Lawsuit: California doctor illegally harvested children’s organs for personal “research prospects”


by Ethan Huff, DC Clothesline:

A physician from Southern California is the target of a new lawsuit that alleges he’s been illegally harvesting organs and other body parts from deceased children in Texas in order to boost his own personal “research prospects.”

While Dr. Evan Matshes is licensed to practice medicine in San Diego where he technically lives, he doesn’t hold the same credentials in Texas where his company, NAAG Pathology Labs, was recently hired to be a “medical examiner.”

Though Dr. Matshes’ firm is based out of San Diego’s Sorrento Valley, most of his company’s work is performed by 10 employees in Lubbock County, which is where Dr. Matshes is being accused of exploiting the company’s newfound access to dead human bodies for his own personal gain.

According to the suit, Dr. Matshes has been practicing medicine in the Lone Star State without a license. Former employees also say that, when questioned about his shady business practices, Dr. Matshes simply fired these “complainers,” which is against the law.

“We strongly deny that either NAAG Pathology Labs or Dr. Andrews have acted in any manner that is contrary to the best interest of the public,” reads an official statement from Dr. Matshes and his legal defense – Dr. Sam Andrews being NAAG Pathology Labs’ chief medical examiner.

“We are confident that we will be exonerated of all claims of wrongdoing.”

Tita Senee Graves says she was fired for questioning Dr. Matshes’ children’s body parts profiteering scheme

One of the plaintiffs in the case is a woman by the name of Tita Senee Graves, a career medical technician who was hired on to the Lubbock County Medical Examiner’s Office in 2015. But she was fired not even two years later for questioning the practices of Dr. Matshes, which greatly disturbed she and other staff members.

“Ms. Graves and the other staff were disturbed by the autopsies of the infants,” her suit states. “The unnecessary harvesting of body parts for a pathologist’s personal research interests seemed wrong.”
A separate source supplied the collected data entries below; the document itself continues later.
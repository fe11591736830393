//! Pass 1: Command Collector
//!
//! Walks the command definitions in order and assigns each a table slot:
//! - Rejects names that shadow a built-in action or condition
//! - Rejects a second definition of the same name
//! - Picks the entry command (first declared, or the one the caller names)

use std::collections::HashMap;

use crate::builtins::is_builtin;
use crate::error::{Diagnostic, ErrorCode};
use crate::runtime::program::CommandId;
use crate::syntax::ast::{Program, Span};

#[derive(Debug, Default)]
pub struct CommandTable {
    ids: HashMap<String, (CommandId, Span)>,
}

impl CommandTable {
    pub fn get(&self, name: &str) -> Option<CommandId> {
        self.ids.get(name).map(|(id, _)| *id)
    }
}

pub struct Collector {
    table: CommandTable,
}

impl Collector {
    pub fn new() -> Self {
        Self { table: CommandTable::default() }
    }

    pub fn collect(mut self, program: &Program) -> Result<CommandTable, Diagnostic> {
        for (index, command) in program.commands.iter().enumerate() {
            let span = command.span;
            if is_builtin(&command.name) {
                return Err(Diagnostic::new(
                    ErrorCode::C004, span.line, span.column,
                    format!("cannot redefine built-in {}()", command.name),
                ));
            }
            if let Some((_, first)) = self.table.ids.get(&command.name) {
                return Err(Diagnostic::new(
                    ErrorCode::C003, span.line, span.column,
                    format!("duplicate command {}(), first declared on line {}", command.name, first.line),
                ));
            }
            self.table.ids.insert(command.name.clone(), (CommandId(index), span));
        }
        Ok(self.table)
    }
}

impl Default for Collector {
    fn default() -> Self {
        Self::new()
    }
}

/// Resolves the entry command: `requested` if given, else the first one.
pub fn entry_point(table: &CommandTable, program: &Program, requested: Option<&str>) -> Result<CommandId, Diagnostic> {
    match requested {
        Some(name) => table.get(name).ok_or_else(|| {
            let span = program.entry().map(|c| c.span).unwrap_or(Span::new(1, 1));
            Diagnostic::new(ErrorCode::C002, span.line, span.column,
                format!("entry command {name}() not found"))
        }),
        None if program.commands.is_empty() => {
            Err(Diagnostic::new(ErrorCode::C002, 1, 1, "program declares no entry command"))
        }
        None => Ok(CommandId(0)),
    }
}
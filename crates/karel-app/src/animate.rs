//! Terminal animation. The animator polls the world slot from its own thread
//! and redraws whenever a new snapshot has been published.

use std::io::{self, Write};
use std::sync::Arc;
use std::thread;
use std::time::Duration;

use karel_lang::{Observer, Primitive, RunControl, World, WorldSlot};

pub struct Animator<'a> {
    slot: &'a WorldSlot,
    interval: Duration,
    shown: Option<Arc<World>>,
    frames: usize,
}

impl<'a> Animator<'a> {
    pub fn new(slot: &'a WorldSlot, interval: Duration) -> Self {
        Self { slot, interval, shown: None, frames: 0 }
    }

    /// Draws the current world if it differs from the last one drawn.
    pub fn poll(&mut self, out: &mut impl Write) -> io::Result<bool> {
        let current = self.slot.load();
        if self.shown.as_ref().is_some_and(|s| Arc::ptr_eq(s, &current)) {
            return Ok(false);
        }
        self.frames += 1;
        // clear screen, cursor home
        write!(out, "\x1b[2J\x1b[H")?;
        writeln!(out, "frame {}", self.frames)?;
        writeln!(out, "{current}")?;
        out.flush()?;
        self.shown = Some(current);
        Ok(true)
    }

    /// Keeps polling until `done` reports true, then draws the final world.
    pub fn run_until(&mut self, out: &mut impl Write, done: impl Fn() -> bool) -> io::Result<()> {
        loop {
            let finished = done();
            self.poll(out)?;
            if finished {
                return Ok(());
            }
            thread::sleep(self.interval);
        }
    }

    /// `run_until` for a live run: if drawing fails, the run is cancelled
    /// before the error is handed back.
    pub fn follow(&mut self, out: &mut impl Write, control: &RunControl, done: impl Fn() -> bool) -> io::Result<()> {
        self.run_until(out, done).inspect_err(|e| {
            log::warn!("drawing failed, cancelling run: {e}");
            control.cancel();
        })
    }
}

/// Slows the VM down so each action stays on screen for `delay`.
pub struct Pacer {
    delay: Duration,
}

impl Pacer {
    pub fn new(delay: Duration) -> Self {
        Self { delay }
    }
}

impl Observer for Pacer {
    fn on_action(&mut self, action: Primitive, world: &World) {
        log::debug!("{action} at ({}, {})", world.x(), world.y());
        if !self.delay.is_zero() {
            thread::sleep(self.delay);
        }
    }
}
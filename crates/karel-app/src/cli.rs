use std::path::PathBuf;

use clap::{Args, Parser, Subcommand};
use karel_lang::{Direction, World, DEFAULT_MAX_DEPTH, DEFAULT_STEP_BUDGET};

#[derive(Parser, Debug)]
#[command(author, version, about = "Compile and run Karel programs")]
pub struct Cli {
    #[command(subcommand)]
    pub command: Command,
}

#[derive(Subcommand, Debug)]
pub enum Command {
    /// Parse and compile a program without running it.
    Check {
        file: PathBuf,
        /// Command to start from instead of the first one.
        #[arg(long)]
        entry: Option<String>,
    },
    /// Run a program and animate the world in the terminal.
    Run(RunArgs),
}

#[derive(Args, Debug)]
pub struct RunArgs {
    pub file: PathBuf,

    /// Command to start from instead of the first one.
    #[arg(long)]
    pub entry: Option<String>,

    /// Starting pose as X,Y,DIR, e.g. `0,9,east`.
    #[arg(long, value_parser = parse_pose)]
    pub at: Option<Pose>,

    /// Flips the beeper at X,Y, so with `--fill` it clears that cell. Repeatable.
    #[arg(long = "beeper", value_parser = parse_cell)]
    pub beepers: Vec<(u8, u8)>,

    /// Start with a beeper on every cell.
    #[arg(long)]
    pub fill: bool,

    /// Pause after each action, in milliseconds.
    #[arg(long, default_value_t = 200)]
    pub delay: u64,

    #[arg(long, default_value_t = DEFAULT_STEP_BUDGET)]
    pub steps: u64,

    #[arg(long, default_value_t = DEFAULT_MAX_DEPTH)]
    pub depth: usize,

    /// Print only the final world.
    #[arg(long)]
    pub quiet: bool,
}

impl RunArgs {
    pub fn initial_world(&self) -> World {
        let mut world = World::empty();
        if self.fill {
            world = world.fill_with_beepers();
        }
        for &(x, y) in &self.beepers {
            world = world.toggle_beeper(x, y);
        }
        if let Some(pose) = self.at {
            world = world.with_karel_at(pose.x, pose.y, pose.direction);
        }
        world
    }
}

#[derive(Debug, Clone, Copy, PartialEq, Eq)]
pub struct Pose {
    pub x: u8,
    pub y: u8,
    pub direction: Direction,
}

fn coordinate(text: &str, axis: &str) -> Result<u8, String> {
    match text.trim().parse::<u8>() {
        Ok(v) if v < 10 => Ok(v),
        _ => Err(format!("{axis} must be a number from 0 to 9, got `{text}`")),
    }
}

fn parse_cell(text: &str) -> Result<(u8, u8), String> {
    let (x, y) = text.split_once(',').ok_or_else(|| format!("expected X,Y, got `{text}`"))?;
    Ok((coordinate(x, "x")?, coordinate(y, "y")?))
}

fn parse_pose(text: &str) -> Result<Pose, String> {
    let mut parts = text.splitn(3, ',');
    let (Some(x), Some(y), Some(direction)) = (parts.next(), parts.next(), parts.next()) else {
        return Err(format!("expected X,Y,DIR, got `{text}`"));
    };
    Ok(Pose {
        x: coordinate(x, "x")?,
        y: coordinate(y, "y")?,
        direction: direction.trim().parse().map_err(|e| format!("{e}"))?,
    })
}
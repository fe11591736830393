pub mod analysis;
pub mod builtins;
pub mod error;
pub mod runtime;
pub mod syntax;
pub mod world;

pub use builtins::{Primitive, Query};
pub use error::{Diagnostic, ErrorCode, Fault, FaultKind};
pub use runtime::{
    execute, Executable, Observer, Outcome, Recorder, RunControl, Vm, WorldSlot,
    DEFAULT_MAX_DEPTH, DEFAULT_STEP_BUDGET,
};
pub use syntax::token::{Token, TokenKind};
pub use world::{Direction, FloorPlan, FloorPlanBuilder, World};

use log::trace;

use syntax::ast::Program;
use syntax::lexer::Lexer;
use syntax::parser::Parser;

// ─── Public API ───────────────────────────────────────────────────────────────

/// Lex and parse only. Returns the AST or the first syntax diagnostic.
pub fn check(source: &str) -> Result<Program, Diagnostic> {
    trace!("Lexing {source}");
    let tokens = Lexer::new(source).tokenize();
    trace!("Parsing {tokens:#?}");
    let program = Parser::new(tokens).parse()?;
    trace!("Parsed {program:#?}");
    Ok(program)
}

/// Parse and compile source text; the first declared command is the entry.
pub fn compile(source: &str) -> Result<Executable, Diagnostic> {
    let program = check(source)?;
    analysis::compile(&program, None)
}

/// Like `compile`, but starts at the command called `entry`.
pub fn compile_entry(source: &str, entry: &str) -> Result<Executable, Diagnostic> {
    let program = check(source)?;
    analysis::compile(&program, Some(entry))
}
It’s important to note that Dr. Matshes also owns a second firm, known as the National Autopsy Assay Group, that provides “independent tissue and organ analyses.” It would appear as though Dr. Matshes used both companies as covers to collect children’s body parts and make money from them.

Dr. Matshes was collecting “more human tissue during autopsies than was needed to determine causes of death,” plaintiffs say

Just weeks after NAAP Pathology Labs took over “medical examiner” duties in Lubbock and hired on Dr. Andrews, complaints began to pour in that things weren’t quite right with the way he and his team were performing autopsies.

“Dr. Matshes stated that he wanted to collect more tissues from those autopsies than had been done in the past because he needed the tissue for his ‘research,’” the lawsuit further adds.

“The new protocol required the removal of the children’s brain, eyes, spinal cord, posterior neck, including vertebra, and the heart and lungs.”